• THE RECORDS

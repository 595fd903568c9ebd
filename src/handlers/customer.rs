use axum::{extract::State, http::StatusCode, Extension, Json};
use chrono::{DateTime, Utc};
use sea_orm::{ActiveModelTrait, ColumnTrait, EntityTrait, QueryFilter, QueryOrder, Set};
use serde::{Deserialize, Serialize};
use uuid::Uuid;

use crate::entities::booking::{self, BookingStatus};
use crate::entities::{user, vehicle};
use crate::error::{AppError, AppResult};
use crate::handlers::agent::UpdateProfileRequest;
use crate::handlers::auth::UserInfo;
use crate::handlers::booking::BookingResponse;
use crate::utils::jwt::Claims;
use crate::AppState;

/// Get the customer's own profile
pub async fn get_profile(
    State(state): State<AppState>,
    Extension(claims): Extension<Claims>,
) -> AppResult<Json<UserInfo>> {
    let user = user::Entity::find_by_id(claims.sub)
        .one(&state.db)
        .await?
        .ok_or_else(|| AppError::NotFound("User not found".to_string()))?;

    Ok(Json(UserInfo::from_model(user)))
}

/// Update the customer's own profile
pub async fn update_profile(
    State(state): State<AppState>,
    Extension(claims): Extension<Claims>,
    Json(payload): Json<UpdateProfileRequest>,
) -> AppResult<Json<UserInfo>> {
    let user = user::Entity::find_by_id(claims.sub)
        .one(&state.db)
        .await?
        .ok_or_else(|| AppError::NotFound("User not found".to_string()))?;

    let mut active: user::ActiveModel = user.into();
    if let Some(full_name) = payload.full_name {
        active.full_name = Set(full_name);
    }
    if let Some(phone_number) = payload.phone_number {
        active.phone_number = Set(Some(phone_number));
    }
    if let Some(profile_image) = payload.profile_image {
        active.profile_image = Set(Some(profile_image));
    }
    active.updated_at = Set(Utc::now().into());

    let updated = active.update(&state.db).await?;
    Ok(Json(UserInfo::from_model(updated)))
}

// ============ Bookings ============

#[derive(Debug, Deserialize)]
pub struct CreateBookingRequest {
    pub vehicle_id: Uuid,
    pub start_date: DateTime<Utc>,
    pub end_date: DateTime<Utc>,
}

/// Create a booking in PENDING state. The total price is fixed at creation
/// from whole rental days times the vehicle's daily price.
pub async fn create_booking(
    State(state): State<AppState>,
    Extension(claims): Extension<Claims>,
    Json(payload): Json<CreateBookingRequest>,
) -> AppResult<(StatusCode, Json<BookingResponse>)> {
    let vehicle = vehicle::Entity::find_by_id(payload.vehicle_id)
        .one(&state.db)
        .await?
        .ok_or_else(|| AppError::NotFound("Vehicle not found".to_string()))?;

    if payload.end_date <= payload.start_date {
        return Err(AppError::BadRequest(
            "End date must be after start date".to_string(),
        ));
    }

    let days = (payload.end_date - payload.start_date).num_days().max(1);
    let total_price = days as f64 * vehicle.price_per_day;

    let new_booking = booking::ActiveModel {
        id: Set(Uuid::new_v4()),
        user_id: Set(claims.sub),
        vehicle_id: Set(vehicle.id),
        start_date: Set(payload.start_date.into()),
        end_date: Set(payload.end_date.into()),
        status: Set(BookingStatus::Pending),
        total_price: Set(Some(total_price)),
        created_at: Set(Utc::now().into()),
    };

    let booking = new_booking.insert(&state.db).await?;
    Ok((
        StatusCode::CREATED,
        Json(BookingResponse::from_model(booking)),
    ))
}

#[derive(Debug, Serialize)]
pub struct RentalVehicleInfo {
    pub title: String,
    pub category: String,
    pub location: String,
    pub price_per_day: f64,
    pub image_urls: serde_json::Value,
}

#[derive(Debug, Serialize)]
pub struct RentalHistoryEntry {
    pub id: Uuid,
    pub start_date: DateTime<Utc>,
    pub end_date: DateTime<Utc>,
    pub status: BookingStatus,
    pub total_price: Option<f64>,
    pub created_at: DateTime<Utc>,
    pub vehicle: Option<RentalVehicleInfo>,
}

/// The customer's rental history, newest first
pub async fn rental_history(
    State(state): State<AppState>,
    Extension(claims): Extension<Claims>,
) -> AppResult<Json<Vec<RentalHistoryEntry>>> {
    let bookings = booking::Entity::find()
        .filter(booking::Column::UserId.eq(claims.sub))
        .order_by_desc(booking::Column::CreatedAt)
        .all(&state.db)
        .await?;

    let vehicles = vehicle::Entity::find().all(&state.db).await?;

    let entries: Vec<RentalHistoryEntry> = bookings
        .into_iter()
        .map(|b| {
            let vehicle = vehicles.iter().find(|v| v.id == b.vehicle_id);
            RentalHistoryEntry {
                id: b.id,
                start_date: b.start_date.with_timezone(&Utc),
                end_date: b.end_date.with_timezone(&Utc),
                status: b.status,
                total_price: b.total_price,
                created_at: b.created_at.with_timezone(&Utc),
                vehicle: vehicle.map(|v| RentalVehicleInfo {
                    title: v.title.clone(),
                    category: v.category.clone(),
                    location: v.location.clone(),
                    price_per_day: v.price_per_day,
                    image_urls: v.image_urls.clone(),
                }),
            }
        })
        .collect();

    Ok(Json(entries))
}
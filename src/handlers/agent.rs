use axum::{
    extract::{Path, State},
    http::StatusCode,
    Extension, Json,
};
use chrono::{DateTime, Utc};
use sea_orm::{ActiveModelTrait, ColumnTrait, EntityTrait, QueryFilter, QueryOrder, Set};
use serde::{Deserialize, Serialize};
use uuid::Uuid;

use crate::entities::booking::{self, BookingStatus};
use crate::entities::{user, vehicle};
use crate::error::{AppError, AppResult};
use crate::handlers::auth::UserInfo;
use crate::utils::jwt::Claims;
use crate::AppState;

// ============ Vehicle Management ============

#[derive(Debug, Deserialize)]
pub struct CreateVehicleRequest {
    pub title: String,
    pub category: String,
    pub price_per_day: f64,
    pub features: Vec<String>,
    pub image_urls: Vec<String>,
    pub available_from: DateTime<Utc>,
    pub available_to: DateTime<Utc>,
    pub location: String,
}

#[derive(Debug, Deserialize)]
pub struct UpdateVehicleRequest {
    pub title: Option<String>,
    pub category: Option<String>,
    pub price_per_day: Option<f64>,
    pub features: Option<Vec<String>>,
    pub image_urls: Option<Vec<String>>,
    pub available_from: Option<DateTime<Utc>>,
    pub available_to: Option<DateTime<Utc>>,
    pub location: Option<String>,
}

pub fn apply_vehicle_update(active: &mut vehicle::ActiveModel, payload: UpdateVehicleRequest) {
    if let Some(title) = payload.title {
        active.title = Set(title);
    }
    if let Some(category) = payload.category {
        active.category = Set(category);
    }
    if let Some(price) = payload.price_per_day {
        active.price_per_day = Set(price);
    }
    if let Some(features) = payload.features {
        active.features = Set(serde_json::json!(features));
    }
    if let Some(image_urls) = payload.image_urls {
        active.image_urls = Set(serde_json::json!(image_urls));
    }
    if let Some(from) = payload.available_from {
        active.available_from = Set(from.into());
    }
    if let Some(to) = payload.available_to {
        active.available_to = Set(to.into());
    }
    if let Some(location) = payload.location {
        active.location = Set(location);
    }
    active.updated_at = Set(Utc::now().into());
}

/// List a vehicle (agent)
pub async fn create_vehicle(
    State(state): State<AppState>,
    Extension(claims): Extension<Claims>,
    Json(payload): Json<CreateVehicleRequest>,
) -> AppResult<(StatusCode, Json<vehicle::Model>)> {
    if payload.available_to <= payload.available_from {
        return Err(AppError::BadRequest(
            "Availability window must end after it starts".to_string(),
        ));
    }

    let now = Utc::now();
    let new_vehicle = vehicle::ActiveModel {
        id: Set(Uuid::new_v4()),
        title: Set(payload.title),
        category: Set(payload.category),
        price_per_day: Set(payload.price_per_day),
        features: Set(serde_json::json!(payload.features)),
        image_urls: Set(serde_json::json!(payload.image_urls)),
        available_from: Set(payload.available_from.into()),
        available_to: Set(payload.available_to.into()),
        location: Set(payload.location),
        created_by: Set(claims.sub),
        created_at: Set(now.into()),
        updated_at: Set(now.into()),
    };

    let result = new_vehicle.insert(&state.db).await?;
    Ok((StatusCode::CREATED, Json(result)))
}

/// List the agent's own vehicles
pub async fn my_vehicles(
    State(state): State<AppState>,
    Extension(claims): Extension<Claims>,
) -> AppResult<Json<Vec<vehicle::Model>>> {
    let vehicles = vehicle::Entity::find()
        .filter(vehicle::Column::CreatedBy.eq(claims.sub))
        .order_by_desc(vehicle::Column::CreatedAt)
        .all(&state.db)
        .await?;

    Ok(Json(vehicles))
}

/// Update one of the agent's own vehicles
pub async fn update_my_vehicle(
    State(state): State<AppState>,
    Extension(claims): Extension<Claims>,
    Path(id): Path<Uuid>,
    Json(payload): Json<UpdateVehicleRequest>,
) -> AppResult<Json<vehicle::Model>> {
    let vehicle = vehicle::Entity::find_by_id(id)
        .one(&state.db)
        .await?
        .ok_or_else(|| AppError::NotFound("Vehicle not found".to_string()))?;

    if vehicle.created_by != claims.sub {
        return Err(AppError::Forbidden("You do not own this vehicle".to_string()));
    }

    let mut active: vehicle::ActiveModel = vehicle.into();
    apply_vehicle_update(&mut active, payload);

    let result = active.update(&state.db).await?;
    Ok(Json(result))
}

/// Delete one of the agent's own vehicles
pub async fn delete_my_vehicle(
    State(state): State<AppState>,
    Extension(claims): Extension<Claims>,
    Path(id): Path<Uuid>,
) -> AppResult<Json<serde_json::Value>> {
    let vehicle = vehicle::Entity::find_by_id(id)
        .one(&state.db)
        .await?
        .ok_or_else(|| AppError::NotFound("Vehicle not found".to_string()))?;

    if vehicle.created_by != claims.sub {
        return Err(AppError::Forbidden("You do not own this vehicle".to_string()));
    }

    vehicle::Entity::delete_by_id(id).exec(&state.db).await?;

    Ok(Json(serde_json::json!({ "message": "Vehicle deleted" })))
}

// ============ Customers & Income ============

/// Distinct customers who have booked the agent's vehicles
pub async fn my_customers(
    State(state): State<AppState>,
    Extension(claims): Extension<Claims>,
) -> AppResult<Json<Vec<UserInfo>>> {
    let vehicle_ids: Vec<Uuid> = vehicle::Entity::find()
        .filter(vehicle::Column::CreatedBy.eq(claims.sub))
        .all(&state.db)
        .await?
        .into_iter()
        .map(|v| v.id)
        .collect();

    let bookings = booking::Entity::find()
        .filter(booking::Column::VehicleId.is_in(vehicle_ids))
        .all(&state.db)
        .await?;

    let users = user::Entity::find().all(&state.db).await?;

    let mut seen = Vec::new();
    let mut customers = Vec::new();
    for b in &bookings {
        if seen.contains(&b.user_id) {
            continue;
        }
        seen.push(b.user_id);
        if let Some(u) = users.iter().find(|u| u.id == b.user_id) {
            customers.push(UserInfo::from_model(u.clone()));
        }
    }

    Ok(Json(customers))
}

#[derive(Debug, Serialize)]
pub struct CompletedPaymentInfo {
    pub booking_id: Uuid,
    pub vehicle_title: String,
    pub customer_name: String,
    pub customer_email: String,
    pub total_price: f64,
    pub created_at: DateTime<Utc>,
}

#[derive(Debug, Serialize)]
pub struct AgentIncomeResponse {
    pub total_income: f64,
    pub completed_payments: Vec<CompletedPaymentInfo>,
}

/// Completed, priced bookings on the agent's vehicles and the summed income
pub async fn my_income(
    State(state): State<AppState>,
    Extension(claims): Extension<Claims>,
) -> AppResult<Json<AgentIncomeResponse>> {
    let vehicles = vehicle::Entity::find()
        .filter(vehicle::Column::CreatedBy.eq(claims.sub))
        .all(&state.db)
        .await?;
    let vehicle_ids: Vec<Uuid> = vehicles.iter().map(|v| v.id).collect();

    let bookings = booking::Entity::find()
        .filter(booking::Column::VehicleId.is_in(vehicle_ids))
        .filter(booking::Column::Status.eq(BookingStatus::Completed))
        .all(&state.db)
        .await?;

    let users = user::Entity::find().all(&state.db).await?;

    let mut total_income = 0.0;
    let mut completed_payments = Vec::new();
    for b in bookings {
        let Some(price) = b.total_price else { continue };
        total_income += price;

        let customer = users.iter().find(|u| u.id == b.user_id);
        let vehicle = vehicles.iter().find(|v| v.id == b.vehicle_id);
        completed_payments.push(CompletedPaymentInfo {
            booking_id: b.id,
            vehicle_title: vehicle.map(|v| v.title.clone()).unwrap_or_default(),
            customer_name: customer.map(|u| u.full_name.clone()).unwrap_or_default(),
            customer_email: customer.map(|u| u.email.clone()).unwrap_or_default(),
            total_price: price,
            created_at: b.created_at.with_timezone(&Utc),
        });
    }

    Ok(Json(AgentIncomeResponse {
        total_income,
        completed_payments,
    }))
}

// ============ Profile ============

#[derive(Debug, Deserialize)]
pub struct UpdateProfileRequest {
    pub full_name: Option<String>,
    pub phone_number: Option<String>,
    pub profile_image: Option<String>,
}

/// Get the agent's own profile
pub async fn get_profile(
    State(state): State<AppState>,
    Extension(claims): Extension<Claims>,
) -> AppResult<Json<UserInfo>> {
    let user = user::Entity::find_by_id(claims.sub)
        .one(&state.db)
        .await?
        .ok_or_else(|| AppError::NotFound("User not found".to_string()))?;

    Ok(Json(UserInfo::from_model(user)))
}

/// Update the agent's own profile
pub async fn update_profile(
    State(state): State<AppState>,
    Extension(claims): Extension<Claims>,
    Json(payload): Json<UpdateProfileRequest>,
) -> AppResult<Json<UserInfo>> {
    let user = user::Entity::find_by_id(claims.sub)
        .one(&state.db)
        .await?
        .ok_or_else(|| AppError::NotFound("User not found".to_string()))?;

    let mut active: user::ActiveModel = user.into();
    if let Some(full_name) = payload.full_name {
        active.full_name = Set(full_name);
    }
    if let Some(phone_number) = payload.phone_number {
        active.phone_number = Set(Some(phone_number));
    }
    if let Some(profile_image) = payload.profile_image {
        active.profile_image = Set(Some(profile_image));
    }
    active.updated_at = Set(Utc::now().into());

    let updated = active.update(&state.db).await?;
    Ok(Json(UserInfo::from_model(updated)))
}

• INSTRUCTIONS FOR THE TASK
Find every line in the records above that holds the word "CompletedPaymentInfo", and copy each one.

• ANSWER BOX
pub struct CompletedPaymentInfo {
    pub completed_payments: Vec<CompletedPaymentInfo>,
        completed_payments.push(CompletedPaymentInfo {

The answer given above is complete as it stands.